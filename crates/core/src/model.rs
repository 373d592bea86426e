use std::collections::BTreeMap;

use serde::{Deserialize, Serialize};

// ---------------------------------------------------------------------------
// Geometry
// ---------------------------------------------------------------------------

/// A rectangle in top-origin page coordinates (`top < bottom`).
#[derive(Debug, Clone, Copy, PartialEq, Serialize, Deserialize)]
pub struct BoundingBox {
    pub left: f32,
    pub top: f32,
    pub right: f32,
    pub bottom: f32,
}

impl BoundingBox {
    pub fn new(left: f32, top: f32, right: f32, bottom: f32) -> Self {
        Self {
            left,
            top,
            right,
            bottom,
        }
    }
}

/// Min/max accumulator for the extent a question covers on one page.
#[derive(Debug, Clone, Copy, PartialEq, Serialize, Deserialize)]
pub struct PageBounds {
    pub top: f32,
    pub bottom: f32,
    pub left: f32,
    pub right: f32,
}

impl PageBounds {
    pub fn from_bbox(bbox: &BoundingBox) -> Self {
        Self {
            top: bbox.top,
            bottom: bbox.bottom,
            left: bbox.left,
            right: bbox.right,
        }
    }

    /// Expand to cover `bbox` as well.
    pub fn expand(&mut self, bbox: &BoundingBox) {
        self.top = self.top.min(bbox.top);
        self.bottom = self.bottom.max(bbox.bottom);
        self.left = self.left.min(bbox.left);
        self.right = self.right.max(bbox.right);
    }
}

// ---------------------------------------------------------------------------
// Pipeline input
// ---------------------------------------------------------------------------

/// One extracted text fragment with its page and bounding box.
///
/// Produced by the document reader, already sorted page-then-top-then-left.
#[derive(Debug, Clone, PartialEq)]
pub struct Line {
    pub text: String,
    pub bbox: BoundingBox,
    pub page: u32,
}

impl Line {
    pub fn new(text: impl Into<String>, bbox: BoundingBox, page: u32) -> Self {
        Self {
            text: text.into(),
            bbox,
            page,
        }
    }

    /// Same position, different text. Used when a line is split or repaired.
    pub fn with_text(&self, text: impl Into<String>) -> Self {
        Self {
            text: text.into(),
            bbox: self.bbox,
            page: self.page,
        }
    }
}

/// An embedded image drawn somewhere on a page, with its placed rectangle.
#[derive(Debug, Clone)]
pub struct PlacedImage {
    pub page: u32,
    pub bbox: BoundingBox,
    pub bytes: Vec<u8>,
    pub extension: String,
}

// ---------------------------------------------------------------------------
// Dataset schema
// ---------------------------------------------------------------------------

/// Running section context, copied into each question as it is opened.
#[derive(Debug, Clone, Default, PartialEq, Eq, Serialize, Deserialize)]
pub struct Section {
    pub part: Option<String>,
    pub topic: Option<String>,
}

/// One answer option.
#[derive(Debug, Clone, PartialEq, Eq, Serialize, Deserialize)]
pub struct Answer {
    pub text: String,
}

impl Answer {
    pub fn new(text: impl Into<String>) -> Self {
        Self { text: text.into() }
    }
}

/// An image claimed by a question, still carrying its byte content.
///
/// The persistence layer writes the bytes out and replaces the claim with a
/// relative file identifier in [`Question::images`].
#[derive(Debug, Clone)]
pub struct ClaimedImage {
    pub page: u32,
    pub bytes: Vec<u8>,
    pub extension: String,
}

/// A finalized question record.
///
/// `id` is assigned by emission order and may diverge from `question_number`
/// (which can be missing or repeat across catalog revisions).
#[derive(Debug, Clone, Serialize, Deserialize)]
pub struct Question {
    pub id: usize,
    pub display_number: String,
    pub question_number: Option<u32>,
    pub section: Section,
    pub question: String,
    pub answers: Vec<Answer>,
    pub pages: Vec<u32>,
    #[serde(default)]
    pub images: Vec<String>,
    #[serde(default, skip_serializing_if = "Option::is_none")]
    pub correct_answer_index: Option<usize>,
    /// Per-page extent, used for image assignment. Internal only.
    #[serde(skip)]
    pub bounds: BTreeMap<u32, PageBounds>,
    /// Images claimed on this import run. Internal only.
    #[serde(skip)]
    pub claimed_images: Vec<ClaimedImage>,
}

#[derive(Debug, Clone, Serialize, Deserialize)]
pub struct DatasetMeta {
    pub source: String,
    pub generated_at: String,
    pub question_count: usize,
}

/// The persisted dataset: what `import` writes and `validate` /
/// reconciliation read back.
#[derive(Debug, Clone, Serialize, Deserialize)]
pub struct Dataset {
    pub meta: DatasetMeta,
    pub questions: Vec<Question>,
}
//! Carries manually curated correct-answer indices across re-imports.
//!
//! Questions are matched by content, not position: the join key is the
//! whitespace-collapsed question text plus the whitespace-collapsed answer
//! tuple, in option order. `question_number` and `id` both shift between
//! catalog revisions; the text does not. A stored index is only copied when
//! it is still in range for the freshly parsed answer list -- anything else
//! is counted as a discrepancy and reported, never applied.

use std::collections::HashMap;

use crate::model::{Answer, Dataset, Question};

/// Content-based identity of a question for reconciliation purposes.
pub type Signature = (String, Vec<String>);

/// Counters summarizing one reconciliation pass.
#[derive(Debug, Clone, Copy, Default, PartialEq, Eq)]
pub struct ReconcileStats {
    /// Indices copied onto matching questions.
    pub carried: usize,
    /// Stored indices that no longer fit the current answer list.
    pub out_of_range: usize,
}

fn collapse_whitespace(text: &str) -> String {
    text.split_whitespace().collect::<Vec<_>>().join(" ")
}

/// Build the content signature, or `None` when the question cannot be
/// matched reliably: empty question text, no answers, or an answer that is
/// empty after normalization.
pub fn signature(question_text: &str, answers: &[Answer]) -> Option<Signature> {
    let text = collapse_whitespace(question_text);
    if text.is_empty() || answers.is_empty() {
        return None;
    }

    let mut normalized = Vec::with_capacity(answers.len());
    for answer in answers {
        let a = collapse_whitespace(&answer.text);
        if a.is_empty() {
            return None;
        }
        normalized.push(a);
    }

    Some((text, normalized))
}

/// Copy stored correct-answer indices from `prior` onto `questions` where
/// the content signature still matches.
pub fn carry_forward(questions: &mut [Question], prior: &Dataset) -> ReconcileStats {
    let mut lookup: HashMap<Signature, usize> = HashMap::new();
    for entry in &prior.questions {
        let Some(index) = entry.correct_answer_index else {
            continue;
        };
        if let Some(sig) = signature(&entry.question, &entry.answers) {
            lookup.insert(sig, index);
        }
    }

    let mut stats = ReconcileStats::default();
    if lookup.is_empty() {
        return stats;
    }

    for question in questions.iter_mut() {
        let Some(sig) = signature(&question.question, &question.answers) else {
            continue;
        };
        let Some(&index) = lookup.get(&sig) else {
            continue;
        };
        if index < question.answers.len() {
            question.correct_answer_index = Some(index);
            stats.carried += 1;
        } else {
            stats.out_of_range += 1;
        }
    }

    stats
}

_____

BRIEF — Would you copy each line of the records that contains "across"?

RESPONSE TO THIS TASK —
/// (which can be missing or repeat across catalog revisions).
//! Carries manually curated correct-answer indices across re-imports.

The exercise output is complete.